===== SUPPLIED DATA

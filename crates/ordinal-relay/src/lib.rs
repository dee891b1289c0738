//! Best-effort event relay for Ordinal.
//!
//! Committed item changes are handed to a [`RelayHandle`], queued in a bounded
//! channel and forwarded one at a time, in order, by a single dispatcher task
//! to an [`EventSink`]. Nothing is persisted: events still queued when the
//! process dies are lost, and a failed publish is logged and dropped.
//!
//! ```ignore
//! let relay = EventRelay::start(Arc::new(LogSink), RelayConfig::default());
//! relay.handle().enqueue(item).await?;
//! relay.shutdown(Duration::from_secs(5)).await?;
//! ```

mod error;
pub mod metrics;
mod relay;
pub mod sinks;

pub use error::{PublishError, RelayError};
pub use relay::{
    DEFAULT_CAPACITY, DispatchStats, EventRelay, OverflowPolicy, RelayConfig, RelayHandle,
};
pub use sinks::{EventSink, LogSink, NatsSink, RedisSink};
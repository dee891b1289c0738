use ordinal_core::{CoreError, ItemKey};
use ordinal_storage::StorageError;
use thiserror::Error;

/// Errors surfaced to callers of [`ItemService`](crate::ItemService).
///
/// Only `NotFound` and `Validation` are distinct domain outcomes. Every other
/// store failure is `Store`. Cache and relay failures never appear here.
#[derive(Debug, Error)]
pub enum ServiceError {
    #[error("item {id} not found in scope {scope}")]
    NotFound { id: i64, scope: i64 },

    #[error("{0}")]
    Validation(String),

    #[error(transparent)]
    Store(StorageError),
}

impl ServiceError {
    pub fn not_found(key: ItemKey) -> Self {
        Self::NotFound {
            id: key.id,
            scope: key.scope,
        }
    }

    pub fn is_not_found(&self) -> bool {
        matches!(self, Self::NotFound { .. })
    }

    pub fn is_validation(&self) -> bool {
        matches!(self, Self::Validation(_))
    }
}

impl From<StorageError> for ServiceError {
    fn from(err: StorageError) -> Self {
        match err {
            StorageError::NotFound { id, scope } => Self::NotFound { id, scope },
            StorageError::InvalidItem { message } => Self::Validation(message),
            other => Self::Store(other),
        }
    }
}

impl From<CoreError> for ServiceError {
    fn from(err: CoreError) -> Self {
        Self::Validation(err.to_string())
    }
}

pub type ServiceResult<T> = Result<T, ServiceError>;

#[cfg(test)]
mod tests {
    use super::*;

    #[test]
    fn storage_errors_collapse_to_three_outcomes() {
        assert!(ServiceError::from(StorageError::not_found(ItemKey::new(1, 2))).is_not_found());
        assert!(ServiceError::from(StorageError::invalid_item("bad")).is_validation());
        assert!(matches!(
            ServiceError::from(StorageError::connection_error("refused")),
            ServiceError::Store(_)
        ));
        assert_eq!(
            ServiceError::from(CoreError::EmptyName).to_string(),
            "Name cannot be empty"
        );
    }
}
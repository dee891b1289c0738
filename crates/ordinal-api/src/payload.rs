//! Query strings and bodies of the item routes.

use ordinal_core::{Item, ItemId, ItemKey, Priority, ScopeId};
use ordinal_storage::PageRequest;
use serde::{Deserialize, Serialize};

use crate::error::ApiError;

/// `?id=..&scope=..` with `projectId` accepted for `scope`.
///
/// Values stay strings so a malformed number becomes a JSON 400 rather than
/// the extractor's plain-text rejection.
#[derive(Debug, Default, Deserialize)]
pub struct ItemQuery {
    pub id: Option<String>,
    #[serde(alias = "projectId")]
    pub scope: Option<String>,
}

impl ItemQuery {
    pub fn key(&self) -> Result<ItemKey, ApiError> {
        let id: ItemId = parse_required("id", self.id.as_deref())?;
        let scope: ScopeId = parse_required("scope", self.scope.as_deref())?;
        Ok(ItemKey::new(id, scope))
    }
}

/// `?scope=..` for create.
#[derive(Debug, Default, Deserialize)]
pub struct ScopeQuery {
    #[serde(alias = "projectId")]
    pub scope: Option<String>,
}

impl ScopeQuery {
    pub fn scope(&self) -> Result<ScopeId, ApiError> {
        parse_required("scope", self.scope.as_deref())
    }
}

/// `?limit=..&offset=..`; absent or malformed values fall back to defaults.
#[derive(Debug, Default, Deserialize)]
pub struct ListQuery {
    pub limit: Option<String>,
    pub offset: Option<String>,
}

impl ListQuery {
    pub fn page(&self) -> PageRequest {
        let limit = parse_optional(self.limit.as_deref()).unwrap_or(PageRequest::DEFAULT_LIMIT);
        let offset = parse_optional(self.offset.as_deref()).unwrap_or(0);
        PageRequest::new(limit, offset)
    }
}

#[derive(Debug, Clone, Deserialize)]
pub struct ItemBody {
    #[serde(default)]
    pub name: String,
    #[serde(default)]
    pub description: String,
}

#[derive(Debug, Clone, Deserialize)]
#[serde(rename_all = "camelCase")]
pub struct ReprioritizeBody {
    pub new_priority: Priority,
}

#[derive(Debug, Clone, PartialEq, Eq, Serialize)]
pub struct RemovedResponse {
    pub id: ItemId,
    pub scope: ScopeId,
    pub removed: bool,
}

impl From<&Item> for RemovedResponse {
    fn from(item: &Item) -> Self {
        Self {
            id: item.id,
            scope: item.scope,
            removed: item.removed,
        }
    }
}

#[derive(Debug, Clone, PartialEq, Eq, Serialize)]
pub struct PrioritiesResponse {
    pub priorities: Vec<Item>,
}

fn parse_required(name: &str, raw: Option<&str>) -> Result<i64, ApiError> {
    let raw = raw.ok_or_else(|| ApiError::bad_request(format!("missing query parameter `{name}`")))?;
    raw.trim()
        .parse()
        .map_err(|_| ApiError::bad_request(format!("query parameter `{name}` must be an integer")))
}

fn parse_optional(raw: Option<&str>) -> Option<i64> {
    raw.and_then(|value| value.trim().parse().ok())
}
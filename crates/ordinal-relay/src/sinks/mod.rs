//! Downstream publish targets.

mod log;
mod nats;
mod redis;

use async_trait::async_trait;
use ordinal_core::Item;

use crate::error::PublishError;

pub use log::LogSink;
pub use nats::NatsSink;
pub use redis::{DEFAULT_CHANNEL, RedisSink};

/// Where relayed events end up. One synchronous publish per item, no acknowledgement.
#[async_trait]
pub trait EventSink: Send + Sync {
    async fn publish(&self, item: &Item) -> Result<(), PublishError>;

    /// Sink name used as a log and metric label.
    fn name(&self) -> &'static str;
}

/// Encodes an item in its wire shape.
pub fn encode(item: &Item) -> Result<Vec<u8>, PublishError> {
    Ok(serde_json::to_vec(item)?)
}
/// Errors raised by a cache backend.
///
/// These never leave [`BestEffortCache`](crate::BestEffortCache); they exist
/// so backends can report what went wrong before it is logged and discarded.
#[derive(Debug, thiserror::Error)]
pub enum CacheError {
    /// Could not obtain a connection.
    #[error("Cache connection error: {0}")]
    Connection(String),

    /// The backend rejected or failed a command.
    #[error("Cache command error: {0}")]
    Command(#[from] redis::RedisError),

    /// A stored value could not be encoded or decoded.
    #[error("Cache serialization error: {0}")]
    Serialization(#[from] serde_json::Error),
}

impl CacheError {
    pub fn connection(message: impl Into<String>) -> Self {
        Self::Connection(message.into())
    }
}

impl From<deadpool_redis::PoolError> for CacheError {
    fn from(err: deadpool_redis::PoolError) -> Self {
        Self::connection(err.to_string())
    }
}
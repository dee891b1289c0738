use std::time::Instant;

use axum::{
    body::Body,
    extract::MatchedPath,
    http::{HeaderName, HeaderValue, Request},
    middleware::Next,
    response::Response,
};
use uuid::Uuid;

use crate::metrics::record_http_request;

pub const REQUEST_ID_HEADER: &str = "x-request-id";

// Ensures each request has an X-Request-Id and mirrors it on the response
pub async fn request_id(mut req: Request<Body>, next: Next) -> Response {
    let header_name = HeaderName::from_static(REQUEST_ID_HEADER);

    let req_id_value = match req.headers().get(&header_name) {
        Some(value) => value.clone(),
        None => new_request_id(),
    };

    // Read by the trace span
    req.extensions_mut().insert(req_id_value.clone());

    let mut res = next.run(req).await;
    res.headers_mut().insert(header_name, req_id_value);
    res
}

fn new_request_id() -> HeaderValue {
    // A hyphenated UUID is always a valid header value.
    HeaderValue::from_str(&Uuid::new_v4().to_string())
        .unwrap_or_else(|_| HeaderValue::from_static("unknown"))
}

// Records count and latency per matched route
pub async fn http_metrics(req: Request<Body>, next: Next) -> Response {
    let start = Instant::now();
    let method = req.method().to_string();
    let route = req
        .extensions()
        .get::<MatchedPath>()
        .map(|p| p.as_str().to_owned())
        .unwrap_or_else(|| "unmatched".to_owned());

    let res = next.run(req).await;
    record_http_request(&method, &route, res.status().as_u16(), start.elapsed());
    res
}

==========

→ WHAT THE TASK ASKS
Search the records above for the string "ScopeQuery" and copy each line that holds it.

→ TASK OUTPUT
pub struct ScopeQuery {
impl ScopeQuery {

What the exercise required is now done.